Puskesmas dan Kecamatan Gencar Sosialisasi
SIDOMULYO - Pemerintah Kecamatan Sidomulyo dan Puskesmas Sidomulyo melakukan sosialisasi ke daerah endimik DBD di tiga desa yakni Sidorejo, Sidodadi dan Seloretno. Kegiatan itu dilakukan dengan membagikan pamlet dan bubuk abate secara gratis, diharapkan warga bisa melakukan tindakan cepat sewaktu-waktu ada yang terkena DBD.
Camat Sidomulyo, Drs. Wiwied Priyanto saat memberikan pengarahan DBD di SDN 3 Sidodadi mengatakan, wabah DBD mulai menyerang warga yang diharapkan kepada anak-anak agar waspada mulai dari sekarang. Hal sama juga dikatakan kepada para guru agar memberikan tindakan bila sewaktu-waktu ada tanda-tanda DBD pada anak-anak saat jam belajar sekolah.
"Kami harapkan agar sekolah menjadi kebersihan lingkungan. Apalagi saya dengar di sekolah ini pada tahun 2012 ada dua korban DBD. Makanya ini yang perlu diwaspadai dari sekarang dan mudah-mudahan tidak terjadi lagi pada tahun ini. Tentunya, upaya yang dilakukan haruslah sama-sama sinergi antara murid, guru, petugas kesehatan dan warga sekitar. Karena tanpa dukungan ini semua, tidak mungkin DBD bisa diantisipasi,"kata Wiwied Priyanto.

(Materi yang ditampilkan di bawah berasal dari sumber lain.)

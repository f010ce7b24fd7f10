/*
 * Copyright (c) Meta Platforms, Inc. and affiliates.
 *
 * This source code is licensed under both the MIT license found in the
 * LICENSE-MIT file in the root directory of this source tree and the Apache
 * License, Version 2.0 found in the LICENSE-APACHE file in the root directory
 * of this source tree.
 */

use std::task::Context;
use std::task::Poll;
use std::task::Waker;

use crate::error::Error;

pub(crate) type ValueCallback<T> = Box<dyn FnOnce(T) + Send + 'static>;
pub(crate) type ErrorCallback = Box<dyn FnOnce(Error) + Send + 'static>;

/// Action a settlement decided on while the state lock was held. The caller
/// runs it after releasing the lock, so user code never executes under it.
pub(crate) enum Delivery<T> {
    /// A consumer is parked on this Deferred; the settlement was stored and
    /// the consumer must be resumed to take it.
    Wake(Waker),
    /// A `then` continuation consumes the value right now.
    Value(ValueCallback<T>, T),
    /// A `catch` continuation consumes the failure right now.
    Error(ErrorCallback, Error),
}

/// Settlement state shared by the producer and consumer ends of a Deferred.
///
/// At most one of the parked waker and the continuation slots is populated at
/// any time; `awaited` latches once a consumer has parked and stays set after
/// resumption, which is what makes later continuation registration fail.
pub(crate) struct DeferredState<T> {
    value: Option<T>,
    error: Option<Error>,
    waker: Option<Waker>,
    awaited: bool,
    settled: bool,
    on_value: Option<ValueCallback<T>>,
    on_error: Option<ErrorCallback>,
}

impl<T> DeferredState<T> {
    pub(crate) fn new() -> Self {
        Self {
            value: None,
            error: None,
            waker: None,
            awaited: false,
            settled: false,
            on_value: None,
            on_error: None,
        }
    }

    /// Settle with a value. Settling twice is a no-op. Both continuation
    /// slots are cleared on settlement so a fired callback drops its closure
    /// and the one that lost can never fire.
    pub(crate) fn resolve(&mut self, value: T) -> Option<Delivery<T>> {
        if self.settled {
            return None;
        }
        self.settled = true;
        let on_value = self.on_value.take();
        self.on_error = None;
        if let Some(waker) = self.waker.take() {
            self.value = Some(value);
            Some(Delivery::Wake(waker))
        } else if let Some(callback) = on_value {
            Some(Delivery::Value(callback, value))
        } else {
            self.value = Some(value);
            None
        }
    }

    /// Settle with a failure. Same one-shot and slot-clearing rules as
    /// `resolve`.
    pub(crate) fn reject(&mut self, error: Error) -> Option<Delivery<T>> {
        if self.settled {
            return None;
        }
        self.settled = true;
        let on_error = self.on_error.take();
        self.on_value = None;
        if let Some(waker) = self.waker.take() {
            self.error = Some(error);
            Some(Delivery::Wake(waker))
        } else if let Some(callback) = on_error {
            Some(Delivery::Error(callback, error))
        } else {
            self.error = Some(error);
            None
        }
    }

    /// Register the value continuation. If the value is already stored it is
    /// taken and handed back for immediate delivery.
    pub(crate) fn then(
        &mut self,
        callback: ValueCallback<T>,
    ) -> Result<Option<(ValueCallback<T>, T)>, Error> {
        if self.awaited {
            return Err(Error::Precondition("deferred is already awaited"));
        }
        match self.value.take() {
            Some(value) => Ok(Some((callback, value))),
            None => {
                self.on_value = Some(callback);
                Ok(None)
            }
        }
    }

    /// Register the failure continuation, symmetric to `then`.
    pub(crate) fn catch(
        &mut self,
        callback: ErrorCallback,
    ) -> Result<Option<(ErrorCallback, Error)>, Error> {
        if self.awaited {
            return Err(Error::Precondition("deferred is already awaited"));
        }
        match self.error.take() {
            Some(error) => Ok(Some((callback, error))),
            None => {
                self.on_error = Some(callback);
                Ok(None)
            }
        }
    }

    /// The awaitable contract: ready when a settlement is stored, otherwise
    /// park the caller. A stored failure wins over a stored value. Awaiting a
    /// Deferred that already has a continuation registered is rejected, the
    /// mirror image of the continuation-after-await rule.
    pub(crate) fn poll(&mut self, cx: &mut Context<'_>) -> Poll<Result<T, Error>> {
        if let Some(error) = self.error.take() {
            return Poll::Ready(Err(error));
        }
        if let Some(value) = self.value.take() {
            return Poll::Ready(Ok(value));
        }
        if self.on_value.is_some() || self.on_error.is_some() {
            return Poll::Ready(Err(Error::Precondition(
                "deferred already has a continuation",
            )));
        }
        self.waker = Some(cx.waker().clone());
        self.awaited = true;
        Poll::Pending
    }

    /// Whether the first resolve or reject has happened.
    pub(crate) fn is_settled(&self) -> bool {
        self.settled
    }
}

Kepala Puskesmas Sidomulyo, Darmawan, SKM mengatakan, pihak Puskesmas memfokuskan daerah yang menjadi endemik DBD untuk diberikan penyuluhan baik di masyarakat ataupun sekolah-sekolah. Selain daerah endemik, desa yang pada tahun lalu ada warga yang menjadi korban DBD juga tidak luput dari sasaran Program Kesehatan dan prevasif.
"Sekarang ini yang menjadi target utama kita adalah daerah endemik DBD khususnya di tiga desa. Kita berikan penyuluhan kepada masyarakat dengan menyebarkan pamlet dan juga bubuk abate secara gratis. Kalau di Desa yang baru satu tahun terkena DBD belum kita masukkan endemik, tetapi tetap akan kita pantau terus. Untuk sekarang ini, sasaran kita masih sekolah-sekolah dulu dan selanjutnya baru ke desa-desa,"ujar Darmawan.
"Kita juga berharap, masyarakat cepat tanggap saat mengetahui ada yang merasakan sakit panas. Karena informasi yang diberikan kepada kami merupakan jaringan di tingkat bawah dan kita akan secepatnya mendatangkan petugas survalent ke tempat warga yang teridentifikasi terkena DBD. Itulah harapan kami kepada masyarakat atas kerjasamanya,"pungkasnya.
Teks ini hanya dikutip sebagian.